A month before Malaysia Airlines Flight MH370 vanished over the Indian Ocean — less than an hour into its flight — Captain Zaharie Ahmad Shah made a 45-minute phone call that has puzzled investigators for years.
It was later revealed the February 2, 2014 phone call was between the esteemed Malaysia Airlines pilot and his first cousin and aircraft engineer Zulhaimi Bin Wahidin.
Both men had worked for Malaysia Airlines for decades when the Boeing 777 jet with 239 people on board vanished on March 8, 2014 during a routine flight from Kuala Lumpur in the world's greatest aviation mystery.
Speaking to The Australian, Zulhaimi insisted his cousin was innocent and lashed out at suggestions he had provided the pilot with technical information that would've given him the ability to hijack the aircraft.
MH370 is still missing despite years of investigations.
An official report released in July last year, following a lengthy investigation and a long-running fruitless $144.8 million search, gave no new clues about why the plane disappeared, sparking anger among relatives.
Malaysia's new government, which took power in May last year, has said the search could be resumed but only if new and compelling evidence came to light.
Zulhaimi told the publication "of course" his cousin was innocent and admitted he had spent the past five years feeling "uneasy" about the pilot's "name being tarnished".
"They're trying to blame him for what happened and it's very hard for me to swallow that because he's not that kind of a person," he told The Australian .

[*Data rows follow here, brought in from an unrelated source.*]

// SPDX-FileCopyrightText: 2026 ICT Eerbeek Contributors
// SPDX-License-Identifier: MIT OR Apache-2.0

//! Contact-form parsing and validation.
//!
//! The request body is first decoded into [`ContactForm`] (a
//! [`ValidationError::MalformedInput`] on failure), then checked field by
//! field. Checks short-circuit in a fixed order: required fields, privacy
//! consent, enumerated values. Only a fully accepted form becomes a
//! [`NewContact`], stamped with the server's clock.

use std::str::FromStr;

use chrono::{DateTime, Utc};
use serde::{Deserialize, Deserializer};
use strum::{Display, IntoStaticStr};
use thiserror::Error;

use crate::types::{NewContact, Subject, Urgency};

/// Contact-form fields, named by their JSON key on the wire.
#[derive(Debug, Clone, Copy, PartialEq, Eq, Display, IntoStaticStr)]
#[strum(serialize_all = "lowercase")]
pub enum FormField {
    Naam,
    Bedrijf,
    Email,
    Telefoon,
    Onderwerp,
    Urgentie,
    Bericht,
    Privacy,
    Nieuwsbrief,
}

impl FormField {
    /// The JSON key for this field.
    pub fn key(self) -> &'static str {
        self.into()
    }
}

/// Reasons a contact submission is rejected.
#[derive(Debug, Clone, PartialEq, Eq, Error)]
pub enum ValidationError {
    /// The body could not be decoded into the expected field shape.
    #[error("malformed request body: {0}")]
    MalformedInput(String),

    /// A required field was absent or blank.
    #[error("missing required field `{0}`")]
    MissingField(FormField),

    /// The privacy policy was not affirmatively accepted.
    #[error("privacy consent is required")]
    ConsentRequired,

    /// An enumerated field carried a value outside its allowed set.
    #[error("invalid value `{value}` for field `{field}`")]
    InvalidChoice { field: FormField, value: String },
}

impl ValidationError {
    /// Machine-readable kind, stable across releases.
    pub fn code(&self) -> &'static str {
        match self {
            ValidationError::MalformedInput(_) => "malformed_input",
            ValidationError::MissingField(_) => "missing_field",
            ValidationError::ConsentRequired => "consent_required",
            ValidationError::InvalidChoice { .. } => "invalid_choice",
        }
    }

    /// The offending field, when one can be named.
    pub fn field(&self) -> Option<FormField> {
        match self {
            ValidationError::MissingField(field) => Some(*field),
            ValidationError::ConsentRequired => Some(FormField::Privacy),
            ValidationError::InvalidChoice { field, .. } => Some(*field),
            ValidationError::MalformedInput(_) => None,
        }
    }
}

/// Raw contact form as posted by the site.
///
/// Every key is optional at this level so that an absent, `null` or empty
/// key is reported as [`ValidationError::MissingField`]. Unknown keys
/// (a client-supplied `created_at`, for instance) are ignored.
#[derive(Debug, Clone, Default, Deserialize)]
pub struct ContactForm {
    #[serde(default, deserialize_with = "null_as_default")]
    pub naam: String,
    #[serde(default, deserialize_with = "null_as_default")]
    pub bedrijf: String,
    #[serde(default, deserialize_with = "null_as_default")]
    pub email: String,
    #[serde(default, deserialize_with = "null_as_default")]
    pub telefoon: String,
    #[serde(default, deserialize_with = "null_as_default")]
    pub onderwerp: String,
    #[serde(default, deserialize_with = "null_as_default")]
    pub urgentie: String,
    #[serde(default, deserialize_with = "null_as_default")]
    pub bericht: String,
    #[serde(default, deserialize_with = "null_as_default")]
    pub privacy: bool,
    #[serde(default, deserialize_with = "null_as_default")]
    pub nieuwsbrief: bool,
}

impl ContactForm {
    /// Decode a JSON request body. Anything but a JSON object is malformed.
    pub fn parse(body: &[u8]) -> Result<Self, ValidationError> {
        let value: serde_json::Value = serde_json::from_slice(body).map_err(malformed)?;
        if !value.is_object() {
            return Err(ValidationError::MalformedInput(
                "expected a JSON object".to_string(),
            ));
        }
        serde_json::from_value(value).map_err(malformed)
    }

    /// Validate the form, stamping acceptance with the current time.
    pub fn validate(self) -> Result<NewContact, ValidationError> {
        self.validate_at(Utc::now())
    }

    /// Validate the form with an explicit acceptance time.
    pub fn validate_at(self, now: DateTime<Utc>) -> Result<NewContact, ValidationError> {
        let (subject, urgency) = self.check()?;
        Ok(self.accept(subject, urgency, now))
    }

    fn check(&self) -> Result<(Subject, Urgency), ValidationError> {
        for (field, value) in [
            (FormField::Naam, &self.naam),
            (FormField::Email, &self.email),
            (FormField::Onderwerp, &self.onderwerp),
            (FormField::Bericht, &self.bericht),
        ] {
            if value.trim().is_empty() {
                return Err(ValidationError::MissingField(field));
            }
        }

        if !self.privacy {
            return Err(ValidationError::ConsentRequired);
        }

        let subject = parse_choice::<Subject>(FormField::Onderwerp, &self.onderwerp)?;
        let urgency = if self.urgentie.trim().is_empty() {
            Urgency::default()
        } else {
            parse_choice::<Urgency>(FormField::Urgentie, &self.urgentie)?
        };

        Ok((subject, urgency))
    }

    fn accept(self, subject: Subject, urgency: Urgency, now: DateTime<Utc>) -> NewContact {
        NewContact {
            name: self.naam.trim().to_string(),
            company: non_blank(self.bedrijf),
            email: self.email.trim().to_string(),
            phone: non_blank(self.telefoon),
            subject,
            urgency,
            message: self.bericht.trim().to_string(),
            privacy_consent: self.privacy,
            newsletter_opt_in: self.nieuwsbrief,
            created_at: now,
        }
    }
}

fn malformed(e: serde_json::Error) -> ValidationError {
    ValidationError::MalformedInput(e.to_string())
}

fn null_as_default<'de, D, T>(deserializer: D) -> Result<T, D::Error>
where
    D: Deserializer<'de>,
    T: Default + Deserialize<'de>,
{
    Option::<T>::deserialize(deserializer).map(Option::unwrap_or_default)
}

fn parse_choice<T: FromStr>(field: FormField, raw: &str) -> Result<T, ValidationError> {
    T::from_str(raw.trim()).map_err(|_| ValidationError::InvalidChoice {
        field,
        value: raw.trim().to_string(),
    })
}

fn non_blank(value: String) -> Option<String> {
    let trimmed = value.trim();
    if trimmed.is_empty() {
        None
    } else {
        Some(trimmed.to_string())
    }
}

Zulhaimi landed on police radar almost immediately after MH370 went missing in 2014 after investigators received data the aircraft engineer had tried to call his cousin after the plane went down.
Experts also called on Zulhaimi to explain the degree of his technical knowledge as part of the investigation, fuelling even more suspicion.
"He was around the neighbourhood, around my area, so he dropped by to see my kids," Zulhaimi said, recalling the last time he had seen his cousin alive.
"Just to say hello. We chitchat for a while, about half an hour or one hour.
"He was a normal, jovial guy. I didn't anticipate that some bad thing was going to happen. It was a big shock to me as well."
Zulhaimi said the past five years has been difficult for the family as they came to terms with the pilot's death.
"The whole family has tried to forget about it," he said. "We just accept the fact that he's dead by now, I think."
PILOT PESTERED MODELS
It's not the first time Captain Shah's phone has been in the spotlight.
Recently it was revealed the married captain sent more than 90 online messages to twin models Lan Qi Hui and Qi Min, begging them to visit him in Kuala Lumpur.
The Sun reported how Shah plagued the young Instagram model twins, 26, with creepy messages before his plane's mysterious disappearance four years ago.
Now Qi Min Lan has told the Gold Coast Bulletin that the police spoke to her about Zaharie after his plane went missing.
"Police know I dunno (sic) him at all. He just a social network's fan of mine," she said in an email to the paper.
"I have many followers in my social network he just one of them. Anyhow the pilot no disturb my life because I no reply him at all."
His 97 Facebook messages have been revealed as psychologists claim he was "self-destructive".
The father-of-three was co-pilot of MH370, which mysteriously vanished carrying 238 passengers and crew in March 2014. f He sent the Malaysian twin sisters sexually suggestive messages.
On one occasion he commented under a picture of Qi Min Lan in a bathrobe with the comment: "Just showered?"
He repeatedly asked the girls when they were coming to his hometown, despite being ignored.
Zaharie also used his Facebook to call Malaysian prime minister Najib Razak a "moron".
He also slammed the government which owned the airline he flew for.
Zaharie urged his followers: "There is a rebel in each and every one of us. Let it out!"
Aviation expert Geoffrey Thomas said he should have been fired for his political rants
He told Daily Telegraph: "It should have raised serious alarm bells with the airline that you have someone flying who has such strong anti-government views.
"If a Qantas pilot did something like that, he would be spoken to and grounded."
Four years on, experts are no closer to finding the missing Boeing 777. Here's what we know.
Zaharie, a passionate cook and keen fisherman, Shah lived with his wife in a luxury gated community where he was said to have built his own flight simulator.
In the wake of the plane's disappearance, rumours surfaced claiming his wife had moved out of their home.